Other Outpatient Interventions
There are a number of other outpatient interventions that are popularly seen in substance use treatment programs. Although these are not formal therapies by the strict definition of therapy, it is important to mention a few of them briefly because many individuals find them to be therapeutic. These include:
- Peer support groups, 12-Step groups, or other focused support groups consist of a group of individuals who meet regularly but are not supervised by a professional therapist. Instead, individuals who have successfully been in recovery for whatever type of substance use disorder, or other issue that the group addresses, will supervise the organization and structure of the group. Many of these groups are tied to national organizations, such as Alcoholics Anonymous. An advantage of these groups is that they meet often, are ongoing, and support themselves through donations, making them far less expensive (often even free) than formal therapy.

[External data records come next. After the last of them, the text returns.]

//! Request and response bodies of the demo API.

mod article;
mod callback;
mod error;
mod health;
mod log_level;
mod subscription;

pub use article::ArticleListResponse;
pub use callback::SetCallbackRequest;
pub use error::ErrorResponse;
pub use health::HealthResponse;
pub use log_level::{LogLevelRequest, LogLevelResponse};
pub use subscription::{SubscribeRequest, SubscriptionQuery, UnsubscribeRequest};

- Recovery support services are nontherapeutic services that are in place to support individuals who are in recovery. These services are also often provided by peers. They can include things like transportation services, education or employment assistance, specialized living situations, and mentoring or coaching services.
- Case management services provide individuals in recovery with support and assistance in finding resources to assist with their special needs. These are most often headed by social workers, part of a comprehensive addiction treatment program, or come in the form of peer support.